Planes are not the only things that flip in SolidWorks when edited. Surface trims for several releases were  a huge flipping problem, and recently I’ve had problems with dimensions and blocks flipping when big changes were made. Mates are also well known to flip from time to time.

So if SolidWorks is fundamentally unsuited for extreme Horizontal Modeling, is there any role at all for Horizontal Modeling concepts in SolidWorks best practice?

Yes, I think there is. But you have to pull back what you expect it to do. Changes that you can drive through Horizontal Modeling will have to be limited to size and position changes, not orientation. Orientation is where SolidWorks gets really confused. But in theory, in a perfect CAD system, Horizontal modeling should be able to move or rotate the base sketch and the rest of the model should follow. Since you have to throw out the ability to change the orientation of the part through the base sketch when using SolidWorks, we might as well start using all three standard planes. If the main reasons for using HM technique would be for model stability, then using all of the standard planes should be safe enough. If it is for flexibility, then we are in trouble.

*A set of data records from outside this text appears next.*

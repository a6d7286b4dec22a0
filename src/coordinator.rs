use tokio::sync::mpsc;
use tokio::sync::{Mutex, MutexGuard};
use tokio::task;
use tokio::runtime::Handle;
use std::sync::Arc;

use tracing::{error, info, warn};

use crate::config::SynthConfig;
use crate::output::CpalHost;
use crate::playback::{AudioHost, PlaybackState};
use crate::session::{Command, SynthesisSession};



/// Handle the UI uses to drive the synthesis session running on its own thread.
pub struct Coordinator {
	cmd_tx: mpsc::Sender<Command>,

	display_state: Arc<Mutex<DisplayState>>,
}

/// What the UI needs to draw a frame.
#[derive(Clone, Debug, Default, PartialEq)]
pub struct DisplayState {
	pub waveform: Vec<f32>,
	pub window: (usize, usize),

	pub playback: PlaybackState,
	pub looping: bool,
	pub audio_available: bool,
	pub help_visible: bool,
}

impl DisplayState {
	fn capture<H: AudioHost>(session: &SynthesisSession<H>) -> DisplayState {
		DisplayState {
			waveform: session.waveform().samples().to_vec(),
			window: session.window().bounds(),
			playback: session.playback_state(),
			looping: session.looping(),
			audio_available: session.audio_available(),
			help_visible: session.help_visible(),
		}
	}
}



impl Coordinator {
	pub fn start(config: SynthConfig) -> anyhow::Result<Coordinator> {
		let (cmd_tx, cmd_rx) = mpsc::channel(64);
		let display_state = Arc::new(Mutex::new(DisplayState::default()));
		let async_handle = Handle::current();

		std::thread::spawn({
			let display_state = display_state.clone();

			move || {
				if let Err(err) = start_inner(config, cmd_rx, display_state, async_handle) {
					error!("Coordinator stopped: {err:#}");
				}
			}
		});

		Ok(Coordinator {
			cmd_tx,
			display_state,
		})
	}

	pub fn send(&self, command: Command) {
		if let Err(err) = self.cmd_tx.try_send(command) {
			warn!("Dropped command: {err}");
		}
	}

	pub fn display_state(&self) -> MutexGuard<'_, DisplayState> {
		task::block_in_place(|| self.display_state.blocking_lock())
	}
}



fn start_inner(config: SynthConfig, mut cmd_rx: mpsc::Receiver<Command>, display_state: Arc<Mutex<DisplayState>>,
	async_handle: Handle) -> anyhow::Result<()>
{
	// Created on this thread because cpal::Stream is not Send.
	let host = CpalHost::default_output();
	let mut session = SynthesisSession::new(config, host)?;

	*display_state.blocking_lock() = DisplayState::capture(&session);
	info!("Synthesis session started.");

	async_handle.block_on(async move {
		use tokio::time::MissedTickBehavior;

		let mut interval = tokio::time::interval(std::time::Duration::from_millis(16));
		interval.set_missed_tick_behavior(MissedTickBehavior::Skip);

		loop {
			tokio::select!{
				value = cmd_rx.recv() => match value {
					Some(cmd) => {
						if let Err(err) = session.apply(cmd) {
							error!("Command failed: {err}");
						}

						*display_state.lock().await = DisplayState::capture(&session);
					}

					None => break,
				},

				_ = interval.tick() => {
					if session.poll() {
						display_state.lock().await.playback = session.playback_state();
					}
				}
			}
		}

		session.close()?;
		info!("Synthesis session closed.");

		Ok(())
	})
}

If we believe in the concept of making all features of a single part refer back to a master reference to increase the stability of a model through changes (and I do believe it is the best thing to do), what changes would we have to make to SolidWorks to make that scenario work? If we assume that SolidWorks chucks best practice as an underlying tenet that the software was built around, in favor of ease of use (I also believe this) then how would you have to alter the SW Philosophy to make it work properly with this technique?

Should software have best practice built right into it? Or is the fast-and-loose ease-of-use approach the best option?